Task details
Word for word, return the lines from the start of the entries below through the line that has "MergeReport - 批量合并结果".

========================================================================

// ==========================================
// 饲料配方优化系统 - 原料目录层
// ==========================================
// 职责: 已校验、去重的原料目录（有序）
// 红线: 批量合并要么全部成功,要么整体拒绝（不做部分合并）
// 红线: 名称区分大小写,后写覆盖先写
// ==========================================

pub mod defaults;
pub mod validator;

pub use validator::{RowValidation, RowValidator};

use crate::domain::error::{RowIssue, ValidationError};
use crate::domain::ingredient::{Ingredient, IngredientRow};
use crate::domain::types::Category;
use serde::Serialize;
use std::collections::{HashMap, HashSet};
use tracing::{debug, warn};

// ==========================================
// MergeReport - 批量合并结果
// ==========================================
#[derive(Debug, Clone, Default, PartialEq, Serialize)]
pub struct MergeReport {
    pub inserted: usize,        // 新增原料数
    pub replaced: usize,        // 覆盖原料数
    pub warnings: Vec<RowIssue>, // 非阻断问题（如类别无法识别）
}

// ==========================================
// Catalog - 原料目录
// ==========================================
// 存储: 连续数组 + 名称索引
// 顺序: 插入顺序; 覆盖时保留原位置
#[derive(Debug, Clone, Default, PartialEq)]
pub struct Catalog {
    entries: Vec<Ingredient>,
    index: HashMap<String, usize>,
}

impl Catalog {
    pub fn new() -> Self {
        Self::default()
    }

    /// 默认原料表
    pub fn with_defaults() -> Self {
        let mut catalog = Self::new();
        for ingredient in defaults::default_ingredients() {
            catalog.insert_validated(ingredient);
        }
        catalog
    }

    /// 由表格行构建全新目录（编辑表格后整体保存）
    pub fn from_rows(rows: &[IngredientRow]) -> Result<(Self, MergeReport), ValidationError> {
        let mut catalog = Self::new();
        let report = catalog.merge_from(rows)?;
        Ok((catalog, report))
    }

    /// 插入或覆盖原料
    ///
    /// # 返回
    /// - Ok(Some(旧原料)): 覆盖
    /// - Ok(None): 新增
    /// - Err(ValidationError::EmptyName): 名称为空
    pub fn add_or_replace(
        &mut self,
        ingredient: Ingredient,
    ) -> Result<Option<Ingredient>, ValidationError> {
        ingredient.validate()?;
        Ok(self.insert_validated(ingredient))
    }

    /// 批量合并（如上传表格）
    ///
    /// # 流程
    /// 1. 整批校验（必填字段/数值/非负/名称非空且批内唯一）
    /// 2. 存在任一 ERROR → 整批拒绝,目录不变
    /// 3. 否则逐行覆盖同名原料或追加到末尾
    pub fn merge_from(&mut self, rows: &[IngredientRow]) -> Result<MergeReport, ValidationError> {
        let validation = RowValidator::validate(rows);
        if validation.has_errors() {
            let (errors, _) = validation.split_issues();
            warn!(
                rows = rows.len(),
                error_count = errors.len(),
                "原料批量合并被拒绝"
            );
            return Err(ValidationError::Rejected(errors));
        }

        let RowValidation { accepted, issues } = validation;
        let mut report = MergeReport {
            warnings: issues,
            ..MergeReport::default()
        };

        for ingredient in accepted {
            match self.insert_validated(ingredient) {
                Some(_) => report.replaced += 1,
                None => report.inserted += 1,
            }
        }

        debug!(
            inserted = report.inserted,
            replaced = report.replaced,
            size = self.size(),
            "原料批量合并完成"
        );
        Ok(report)
    }

    /// 删除原料（保持其余原料顺序）
    pub fn remove(&mut self, name: &str) -> Option<Ingredient> {
        let position = self.index.remove(name)?;
        let removed = self.entries.remove(position);
        for slot in self.index.values_mut() {
            if *slot > position {
                *slot -= 1;
            }
        }
        Some(removed)
    }

    /// 按类别筛选子目录（纯读取）
    pub fn filter_by_categories(&self, categories: &HashSet<Category>) -> Catalog {
        let mut filtered = Catalog::new();
        for ingredient in self.entries.iter().filter(|i| categories.contains(&i.category())) {
            filtered.insert_validated(ingredient.clone());
        }
        filtered
    }

    pub fn size(&self) -> usize {
        self.entries.len()
    }

    pub fn is_empty(&self) -> bool {
        self.entries.is_empty()
    }

    pub fn names(&self) -> Vec<&str> {
        self.entries.iter().map(|i| i.name()).collect()
    }

    pub fn get(&self, name: &str) -> Option<&Ingredient> {
        self.index.get(name).map(|&pos| &self.entries[pos])
    }

    pub fn contains(&self, name: &str) -> bool {
        self.index.contains_key(name)
    }

    pub fn iter(&self) -> impl Iterator<Item = &Ingredient> {
        self.entries.iter()
    }

    /// 转为表格行（编辑/导出）
    pub fn to_rows(&self) -> Vec<IngredientRow> {
        self.entries
            .iter()
            .enumerate()
            .map(|(i, ingredient)| IngredientRow::from_ingredient(i + 2, ingredient))
            .collect()
    }

    fn insert_validated(&mut self, ingredient: Ingredient) -> Option<Ingredient> {
        match self.index.get(ingredient.name()) {
            Some(&pos) => Some(std::mem::replace(&mut self.entries[pos], ingredient)),
            None => {
                self.index
                    .insert(ingredient.name().to_string(), self.entries.len());
                self.entries.push(ingredient);
                None
            }
        }
    }
}

impl<'a> IntoIterator for &'a Catalog {
    type Item = &'a Ingredient;
    type IntoIter = std::slice::Iter<'a, Ingredient>;

    fn into_iter(self) -> Self::IntoIter {
        self.entries.iter()
    }
}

========================================================================

Task answer
// ==========================================
// 饲料配方优化系统 - 原料目录层
// ==========================================
// 职责: 已校验、去重的原料目录（有序）
// 红线: 批量合并要么全部成功,要么整体拒绝（不做部分合并）
// 红线: 名称区分大小写,后写覆盖先写
// ==========================================

pub mod defaults;
pub mod validator;

pub use validator::{RowValidation, RowValidator};

use crate::domain::error::{RowIssue, ValidationError};
use crate::domain::ingredient::{Ingredient, IngredientRow};
use crate::domain::types::Category;
use serde::Serialize;
use std::collections::{HashMap, HashSet};
use tracing::{debug, warn};

// ==========================================
// MergeReport - 批量合并结果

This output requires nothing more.